The purest joy — like watching your children come into the world — can be spiked with some kind of pain, fear, or at least trepidation. Will the baby breathe alright? (Phew!) Then they get a bit older…which means you’re a bit older…which means time is zooming away and oh gosh, what if I don’t live long enough to see ___? Will they make the right choices? Will I make the right choices? How will I survive the stress of them starting to drive?

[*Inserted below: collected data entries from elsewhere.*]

//! Owner-scoped record storage.
//!
//! Every record lives in one table per resource and belongs to exactly one
//! owner. All reads and writes take the owner explicitly: a record owned by
//! someone else behaves exactly like a record that does not exist.

pub mod in_memory;
pub mod postgres;
pub mod query;

use async_trait::async_trait;
use serde::Serialize;
use serde::de::DeserializeOwned;
use std::sync::Arc;
use thiserror::Error;

use salonbook_core::{Entity, OwnerId, Owned, RecordId, Versioned};

pub use in_memory::InMemoryRepository;
pub use postgres::PgRepository;
pub use query::{Direction, FieldKind, ListQuery, Page, Pagination, Sort, TimeRange};

#[derive(Debug, Error, Clone, PartialEq, Eq)]
pub enum RepositoryError {
    #[error("record not found")]
    NotFound,

    /// Duplicate id or a unique field collision.
    #[error("conflict: {0}")]
    Conflict(String),

    /// Unknown filter/sort field or unsupported range.
    #[error("invalid query: {0}")]
    InvalidQuery(String),

    #[error("serialization error: {0}")]
    Serialization(String),

    #[error("database error: {0}")]
    Database(String),
}

/// A type stored through a [`Repository`].
///
/// Field names are keys of the record's JSON form. Only names listed here
/// ever reach a query. Identity and ownership come from [`Entity`] and
/// [`Owned`]; [`Versioned`] carries the optimistic concurrency token.
pub trait Record:
    Entity<Id = RecordId> + Owned + Versioned + Serialize + DeserializeOwned + Clone + Send + Sync + 'static
{
    /// Table name and cache tag prefix.
    const RESOURCE: &'static str;
    const SEARCH_FIELDS: &'static [&'static str];
    const FILTER_FIELDS: &'static [&'static str];
    const SORT_FIELDS: &'static [(&'static str, FieldKind)];
    const DEFAULT_SORT: (&'static str, Direction);
    /// Field `from`/`to` bounds apply to.
    const RANGE_FIELD: Option<(&'static str, FieldKind)> = None;
    /// Field sets that must be unique per owner.
    const UNIQUE_FIELDS: &'static [&'static [&'static str]] = &[];
}

#[async_trait]
pub trait Repository<R: Record>: Send + Sync {
    async fn list(&self, owner: OwnerId, query: &ListQuery) -> Result<Page<R>, RepositoryError>;

    async fn get(&self, owner: OwnerId, id: RecordId) -> Result<Option<R>, RepositoryError>;

    /// Store a new record. Fails with `Conflict` on a duplicate id or unique field.
    async fn insert(&self, record: R) -> Result<R, RepositoryError>;

    /// Replace an existing record and bump its version.
    ///
    /// Fails with `NotFound` when the owner has no such record, and with
    /// `Conflict` when the stored version is not the one `record` was read at.
    async fn update(&self, record: R) -> Result<R, RepositoryError>;

    async fn delete(&self, owner: OwnerId, id: RecordId) -> Result<bool, RepositoryError>;

    /// Every record matching `query`, walking pages of the maximum size.
    async fn list_all(&self, owner: OwnerId, query: &ListQuery) -> Result<Vec<R>, RepositoryError> {
        let mut q = query.clone();
        q.pagination = Pagination::new(Some(Pagination::MAX_LIMIT), Some(0));
        let mut out = Vec::new();
        loop {
            let page = self.list(owner, &q).await?;
            let fetched = page.items.len() as u32;
            out.extend(page.items);
            if !page.has_more || fetched == 0 {
                return Ok(out);
            }
            q.pagination.offset += fetched;
        }
    }

    /// Fetch a record, turning absence into `NotFound`.
    async fn require(&self, owner: OwnerId, id: RecordId) -> Result<R, RepositoryError> {
        self.get(owner, id).await?.ok_or(RepositoryError::NotFound)
    }
}

#[async_trait]
impl<R, S> Repository<R> for Arc<S>
where
    R: Record,
    S: Repository<R> + ?Sized,
{
    async fn list(&self, owner: OwnerId, query: &ListQuery) -> Result<Page<R>, RepositoryError> {
        (**self).list(owner, query).await
    }

    async fn get(&self, owner: OwnerId, id: RecordId) -> Result<Option<R>, RepositoryError> {
        (**self).get(owner, id).await
    }

    async fn insert(&self, record: R) -> Result<R, RepositoryError> {
        (**self).insert(record).await
    }

    async fn update(&self, record: R) -> Result<R, RepositoryError> {
        (**self).update(record).await
    }

    async fn delete(&self, owner: OwnerId, id: RecordId) -> Result<bool, RepositoryError> {
        (**self).delete(owner, id).await
    }
}

pub(crate) fn stale_version<R: Record>(id: RecordId, expected: u64) -> RepositoryError {
    RepositoryError::Conflict(format!(
        "{} {id} was modified concurrently (expected version {expected})",
        R::RESOURCE
    ))
}

pub(crate) fn to_json<R: Record>(record: &R) -> Result<serde_json::Value, RepositoryError> {
    serde_json::to_value(record).map_err(|e| RepositoryError::Serialization(e.to_string()))
}

pub(crate) fn from_json<R: Record>(value: serde_json::Value) -> Result<R, RepositoryError> {
    serde_json::from_value(value).map_err(|e| RepositoryError::Serialization(format!("{}: {e}", R::RESOURCE)))
}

My mother likes to say: “Man plans, and God laughs.” (Obviously, not my favorite expression.) But in the depth of my psyche, like a mental tattoo, is the line by Jason Lee in the film Vanilla Sky, a sentence that should be immortal: “You will never know the exquisite pain of the guy who goes home alone. Cause without the bitter, baby, the sweet ain’t as sweet.”

This week, and this year so far (2024), have been huge for Mobile Medicine — Fire, EMS, Community Paramedicine and more. This community of caregivers — selfless and self-sacrificing — is at long last claiming its place at Healthcare’s Table of the Future, and its just deserts as the caregiver (not even “of last resort,” but rather, of only resort) for so much of America’s underserved population — from the city center to the countryside. Since just the start of 2024, Mobile Medicine has found its voice in contexts across the range of health-and-safety conferences and seen its fingerprints on new federal regulations designed to keep Responders safe. It has been featured in books about art and healthcare and garnered new federal innovation funding.

Community Paramedicine, which (I’m simplifying here) maps chronic care management onto emergency medical services, given the high likelihood that the patient will ultimately need an elevated level of care, is becoming an accepted adjunct to traditional home health; an trusted aid to hospice; a release valve to crowded emergency departments; and a path to safe and equitable care that reduces of risk of an adverse encounter (especially for patients suffering from mental challenges and easily misunderstood invisible disabilities). This acceptance is the product of a dozen years of work, but we collectively pay too little mind to the special kind of carnage that can come from caring too much. Although I cannot know the details of why (perhaps no one can), we witness it again: “a work-related post-traumatic stress injury.”

PATRICK CORDER, an innovative and dedicated firefighter-paramedic who recently retired from the City of Alameda Fire Department but passed away this week, should be proud. He pioneered this essential discipline. I had the pleasure of working alongside him as far back as 2014, and vividly recall that he was at times the principal standard-bearer for one of America’s first community paramedicine programs — a program that has grown and matured into the Alameda C.A.R.E. Team (Community Assessment Response and Engagement), with the distinction of being not only collaborative by design (comprising Fire, Police and Family Services), but one of the few fully funded municipal programs of its kind in the United States.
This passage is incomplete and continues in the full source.